EXERCISE PROMPT —
Give again the lines of the data from its first line through the line with "pub enum Event". Change nothing.

TASK MATERIAL —
....

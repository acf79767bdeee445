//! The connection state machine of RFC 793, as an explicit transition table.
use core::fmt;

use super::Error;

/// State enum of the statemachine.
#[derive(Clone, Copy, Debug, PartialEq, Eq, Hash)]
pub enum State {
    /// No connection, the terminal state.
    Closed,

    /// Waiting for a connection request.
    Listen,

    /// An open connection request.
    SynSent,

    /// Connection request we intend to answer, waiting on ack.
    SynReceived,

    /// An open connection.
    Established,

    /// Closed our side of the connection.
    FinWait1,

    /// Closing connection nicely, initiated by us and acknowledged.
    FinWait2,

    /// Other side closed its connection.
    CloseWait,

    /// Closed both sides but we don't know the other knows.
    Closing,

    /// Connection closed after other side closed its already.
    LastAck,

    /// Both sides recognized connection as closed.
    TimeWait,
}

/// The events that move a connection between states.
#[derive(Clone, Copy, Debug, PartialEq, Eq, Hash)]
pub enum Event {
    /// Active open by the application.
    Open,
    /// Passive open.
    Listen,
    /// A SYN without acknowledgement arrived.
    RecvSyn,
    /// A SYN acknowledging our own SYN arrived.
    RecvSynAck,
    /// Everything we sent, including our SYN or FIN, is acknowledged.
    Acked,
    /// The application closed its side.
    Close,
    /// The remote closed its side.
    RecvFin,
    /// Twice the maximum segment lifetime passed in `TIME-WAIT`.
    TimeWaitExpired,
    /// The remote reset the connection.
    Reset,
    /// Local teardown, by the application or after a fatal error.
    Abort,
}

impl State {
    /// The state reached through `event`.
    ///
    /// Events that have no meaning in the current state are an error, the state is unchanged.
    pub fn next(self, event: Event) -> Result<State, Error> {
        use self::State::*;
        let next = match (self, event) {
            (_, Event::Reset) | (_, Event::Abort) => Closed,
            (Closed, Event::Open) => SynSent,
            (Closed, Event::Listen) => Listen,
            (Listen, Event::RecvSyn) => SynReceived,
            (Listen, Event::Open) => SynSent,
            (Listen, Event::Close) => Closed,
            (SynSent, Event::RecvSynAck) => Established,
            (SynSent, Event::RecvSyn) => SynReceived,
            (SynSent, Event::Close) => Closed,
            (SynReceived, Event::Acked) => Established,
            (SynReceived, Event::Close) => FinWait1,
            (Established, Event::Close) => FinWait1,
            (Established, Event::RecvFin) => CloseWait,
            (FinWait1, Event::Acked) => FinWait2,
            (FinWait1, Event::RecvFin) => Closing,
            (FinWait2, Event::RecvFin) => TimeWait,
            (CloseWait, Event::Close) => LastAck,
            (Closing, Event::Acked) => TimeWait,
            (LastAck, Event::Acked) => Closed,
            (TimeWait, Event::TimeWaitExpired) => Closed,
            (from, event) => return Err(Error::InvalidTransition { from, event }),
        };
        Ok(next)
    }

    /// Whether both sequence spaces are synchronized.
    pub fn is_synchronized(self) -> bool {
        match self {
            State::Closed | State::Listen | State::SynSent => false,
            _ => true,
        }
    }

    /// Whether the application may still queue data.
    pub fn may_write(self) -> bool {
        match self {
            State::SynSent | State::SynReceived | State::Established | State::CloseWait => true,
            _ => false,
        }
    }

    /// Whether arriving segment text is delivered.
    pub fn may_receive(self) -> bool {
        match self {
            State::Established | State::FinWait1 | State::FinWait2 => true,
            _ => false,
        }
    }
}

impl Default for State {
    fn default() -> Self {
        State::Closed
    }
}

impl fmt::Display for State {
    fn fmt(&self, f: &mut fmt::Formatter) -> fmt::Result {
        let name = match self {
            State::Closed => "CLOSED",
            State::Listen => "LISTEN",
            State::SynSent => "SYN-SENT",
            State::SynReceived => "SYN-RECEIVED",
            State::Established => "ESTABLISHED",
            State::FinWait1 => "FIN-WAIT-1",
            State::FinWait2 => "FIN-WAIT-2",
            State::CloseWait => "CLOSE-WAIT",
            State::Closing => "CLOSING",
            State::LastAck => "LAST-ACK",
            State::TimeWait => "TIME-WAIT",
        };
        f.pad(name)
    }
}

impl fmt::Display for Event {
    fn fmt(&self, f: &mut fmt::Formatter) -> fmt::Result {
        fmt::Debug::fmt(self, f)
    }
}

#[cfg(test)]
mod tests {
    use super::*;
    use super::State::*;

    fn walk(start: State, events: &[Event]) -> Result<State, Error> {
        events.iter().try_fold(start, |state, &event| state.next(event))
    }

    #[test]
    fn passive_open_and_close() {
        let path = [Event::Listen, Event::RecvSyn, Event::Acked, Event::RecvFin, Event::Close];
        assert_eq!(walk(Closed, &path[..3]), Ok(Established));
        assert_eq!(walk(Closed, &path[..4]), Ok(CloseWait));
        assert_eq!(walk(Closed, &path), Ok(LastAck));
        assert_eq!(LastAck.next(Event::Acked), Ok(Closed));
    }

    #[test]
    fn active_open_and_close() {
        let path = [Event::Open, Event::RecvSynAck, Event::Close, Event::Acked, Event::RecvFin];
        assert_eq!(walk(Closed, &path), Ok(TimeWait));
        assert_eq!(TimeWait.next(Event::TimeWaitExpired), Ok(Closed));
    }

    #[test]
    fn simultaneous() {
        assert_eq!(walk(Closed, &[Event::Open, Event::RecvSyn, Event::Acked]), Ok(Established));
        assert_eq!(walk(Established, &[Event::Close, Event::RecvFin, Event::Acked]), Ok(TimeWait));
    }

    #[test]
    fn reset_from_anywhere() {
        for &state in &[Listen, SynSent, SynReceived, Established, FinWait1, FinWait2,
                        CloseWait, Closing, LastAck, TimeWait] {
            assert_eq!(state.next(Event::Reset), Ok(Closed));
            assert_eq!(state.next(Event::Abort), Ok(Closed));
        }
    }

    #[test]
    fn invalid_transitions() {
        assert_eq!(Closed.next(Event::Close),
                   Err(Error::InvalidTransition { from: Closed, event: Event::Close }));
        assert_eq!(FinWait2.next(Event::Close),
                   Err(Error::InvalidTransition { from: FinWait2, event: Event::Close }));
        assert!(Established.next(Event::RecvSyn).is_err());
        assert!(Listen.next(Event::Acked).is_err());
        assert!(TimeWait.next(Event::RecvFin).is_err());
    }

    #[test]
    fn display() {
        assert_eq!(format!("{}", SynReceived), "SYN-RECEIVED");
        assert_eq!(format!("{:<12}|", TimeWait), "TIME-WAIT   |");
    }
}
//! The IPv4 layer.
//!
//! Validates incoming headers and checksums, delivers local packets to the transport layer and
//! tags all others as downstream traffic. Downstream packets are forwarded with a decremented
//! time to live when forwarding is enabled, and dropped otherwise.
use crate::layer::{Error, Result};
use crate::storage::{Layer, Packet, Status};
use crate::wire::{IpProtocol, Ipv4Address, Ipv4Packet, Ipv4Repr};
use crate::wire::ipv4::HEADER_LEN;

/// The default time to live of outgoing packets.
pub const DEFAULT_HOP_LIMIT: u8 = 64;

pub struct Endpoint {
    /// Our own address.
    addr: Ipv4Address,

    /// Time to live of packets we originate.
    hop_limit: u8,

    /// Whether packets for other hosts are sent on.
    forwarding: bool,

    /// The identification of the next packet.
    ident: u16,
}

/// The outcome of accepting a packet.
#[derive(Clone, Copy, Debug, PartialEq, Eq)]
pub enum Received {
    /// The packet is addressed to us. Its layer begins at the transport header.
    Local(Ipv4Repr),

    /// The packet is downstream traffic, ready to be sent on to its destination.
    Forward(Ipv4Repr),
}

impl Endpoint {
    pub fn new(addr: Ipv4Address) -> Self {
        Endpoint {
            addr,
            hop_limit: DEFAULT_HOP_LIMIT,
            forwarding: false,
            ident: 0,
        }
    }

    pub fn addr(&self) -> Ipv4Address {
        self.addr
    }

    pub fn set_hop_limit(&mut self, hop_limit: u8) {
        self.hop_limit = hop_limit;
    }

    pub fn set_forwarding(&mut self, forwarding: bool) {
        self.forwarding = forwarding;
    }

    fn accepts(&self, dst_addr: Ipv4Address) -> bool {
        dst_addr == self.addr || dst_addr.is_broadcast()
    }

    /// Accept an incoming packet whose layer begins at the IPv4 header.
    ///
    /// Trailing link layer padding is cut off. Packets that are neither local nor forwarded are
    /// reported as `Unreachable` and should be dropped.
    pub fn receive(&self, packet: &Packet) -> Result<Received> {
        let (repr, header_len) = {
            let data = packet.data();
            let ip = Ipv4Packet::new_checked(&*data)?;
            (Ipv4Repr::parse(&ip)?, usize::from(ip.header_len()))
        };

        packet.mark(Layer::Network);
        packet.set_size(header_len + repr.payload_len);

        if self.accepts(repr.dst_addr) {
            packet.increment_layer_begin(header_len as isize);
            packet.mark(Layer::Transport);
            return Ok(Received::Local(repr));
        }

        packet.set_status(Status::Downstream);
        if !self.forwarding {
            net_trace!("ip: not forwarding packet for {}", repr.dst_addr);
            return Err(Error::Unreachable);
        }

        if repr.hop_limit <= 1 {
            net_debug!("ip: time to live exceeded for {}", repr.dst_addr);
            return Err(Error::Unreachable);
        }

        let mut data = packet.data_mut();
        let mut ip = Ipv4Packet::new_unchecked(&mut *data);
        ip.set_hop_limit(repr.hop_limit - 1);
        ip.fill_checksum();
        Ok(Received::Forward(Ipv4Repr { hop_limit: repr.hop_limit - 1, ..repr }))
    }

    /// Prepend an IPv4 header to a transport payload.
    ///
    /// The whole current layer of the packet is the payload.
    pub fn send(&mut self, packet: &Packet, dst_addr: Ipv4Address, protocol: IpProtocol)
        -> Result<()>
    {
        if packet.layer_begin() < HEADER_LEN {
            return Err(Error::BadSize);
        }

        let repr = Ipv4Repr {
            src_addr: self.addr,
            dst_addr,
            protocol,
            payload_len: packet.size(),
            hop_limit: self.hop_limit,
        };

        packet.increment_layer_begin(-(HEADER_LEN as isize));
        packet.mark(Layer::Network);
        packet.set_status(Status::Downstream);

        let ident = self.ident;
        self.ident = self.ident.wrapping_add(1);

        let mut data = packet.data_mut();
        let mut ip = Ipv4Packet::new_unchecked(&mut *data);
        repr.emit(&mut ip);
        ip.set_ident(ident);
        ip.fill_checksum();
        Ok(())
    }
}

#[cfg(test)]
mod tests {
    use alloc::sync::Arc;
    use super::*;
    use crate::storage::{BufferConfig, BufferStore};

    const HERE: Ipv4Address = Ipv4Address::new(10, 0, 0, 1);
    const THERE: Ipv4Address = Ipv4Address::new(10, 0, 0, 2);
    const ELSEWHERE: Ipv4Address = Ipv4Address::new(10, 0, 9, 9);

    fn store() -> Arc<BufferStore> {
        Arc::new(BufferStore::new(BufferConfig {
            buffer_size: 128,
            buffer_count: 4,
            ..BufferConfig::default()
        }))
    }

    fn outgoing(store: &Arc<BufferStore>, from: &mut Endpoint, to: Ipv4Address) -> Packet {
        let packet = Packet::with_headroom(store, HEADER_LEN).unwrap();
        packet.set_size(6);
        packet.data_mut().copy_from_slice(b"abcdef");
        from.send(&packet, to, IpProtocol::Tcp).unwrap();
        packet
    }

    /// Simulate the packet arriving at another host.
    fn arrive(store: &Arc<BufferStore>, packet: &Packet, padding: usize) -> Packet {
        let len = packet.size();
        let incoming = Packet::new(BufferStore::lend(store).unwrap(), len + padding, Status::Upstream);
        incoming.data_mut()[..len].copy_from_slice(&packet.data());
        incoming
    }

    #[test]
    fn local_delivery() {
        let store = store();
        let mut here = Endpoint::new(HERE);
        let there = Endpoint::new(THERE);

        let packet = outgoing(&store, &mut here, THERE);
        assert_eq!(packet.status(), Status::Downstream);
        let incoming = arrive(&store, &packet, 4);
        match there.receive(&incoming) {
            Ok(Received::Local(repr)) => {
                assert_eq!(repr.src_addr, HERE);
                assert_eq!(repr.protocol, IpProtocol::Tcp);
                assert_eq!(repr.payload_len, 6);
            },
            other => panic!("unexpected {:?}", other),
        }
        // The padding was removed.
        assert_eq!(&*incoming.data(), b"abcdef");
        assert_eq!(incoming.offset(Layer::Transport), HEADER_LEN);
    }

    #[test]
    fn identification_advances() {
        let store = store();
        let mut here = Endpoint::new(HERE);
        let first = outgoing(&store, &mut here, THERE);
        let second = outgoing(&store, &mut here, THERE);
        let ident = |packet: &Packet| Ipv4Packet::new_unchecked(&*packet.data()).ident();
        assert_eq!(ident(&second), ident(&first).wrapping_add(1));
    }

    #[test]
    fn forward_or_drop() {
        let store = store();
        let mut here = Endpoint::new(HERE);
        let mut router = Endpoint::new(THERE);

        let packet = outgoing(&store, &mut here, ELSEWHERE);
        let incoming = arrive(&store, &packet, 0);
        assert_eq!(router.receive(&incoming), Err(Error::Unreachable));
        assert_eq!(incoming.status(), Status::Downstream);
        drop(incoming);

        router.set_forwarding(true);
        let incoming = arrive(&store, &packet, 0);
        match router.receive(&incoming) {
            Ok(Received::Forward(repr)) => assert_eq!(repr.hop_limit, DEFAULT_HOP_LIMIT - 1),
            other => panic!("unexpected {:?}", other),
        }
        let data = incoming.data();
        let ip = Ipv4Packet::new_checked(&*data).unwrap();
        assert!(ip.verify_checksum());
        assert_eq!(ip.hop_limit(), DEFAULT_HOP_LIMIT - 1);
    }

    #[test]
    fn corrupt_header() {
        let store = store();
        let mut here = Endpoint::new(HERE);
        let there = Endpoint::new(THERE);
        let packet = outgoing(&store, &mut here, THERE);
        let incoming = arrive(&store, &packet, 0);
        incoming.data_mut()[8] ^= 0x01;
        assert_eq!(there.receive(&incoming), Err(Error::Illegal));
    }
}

....

ANSWER TO THIS TASK —
repository acf79767bdeee445
//! The connection state machine of RFC 793, as an explicit transition table.
use core::fmt;

use super::Error;

/// State enum of the statemachine.
#[derive(Clone, Copy, Debug, PartialEq, Eq, Hash)]
pub enum State {
    /// No connection, the terminal state.
    Closed,

    /// Waiting for a connection request.
    Listen,

    /// An open connection request.
    SynSent,

    /// Connection request we intend to answer, waiting on ack.
    SynReceived,

    /// An open connection.
    Established,

    /// Closed our side of the connection.
    FinWait1,

    /// Closing connection nicely, initiated by us and acknowledged.
    FinWait2,

    /// Other side closed its connection.
    CloseWait,

    /// Closed both sides but we don't know the other knows.
    Closing,

    /// Connection closed after other side closed its already.
    LastAck,

    /// Both sides recognized connection as closed.
    TimeWait,
}

/// The events that move a connection between states.
#[derive(Clone, Copy, Debug, PartialEq, Eq, Hash)]
pub enum Event {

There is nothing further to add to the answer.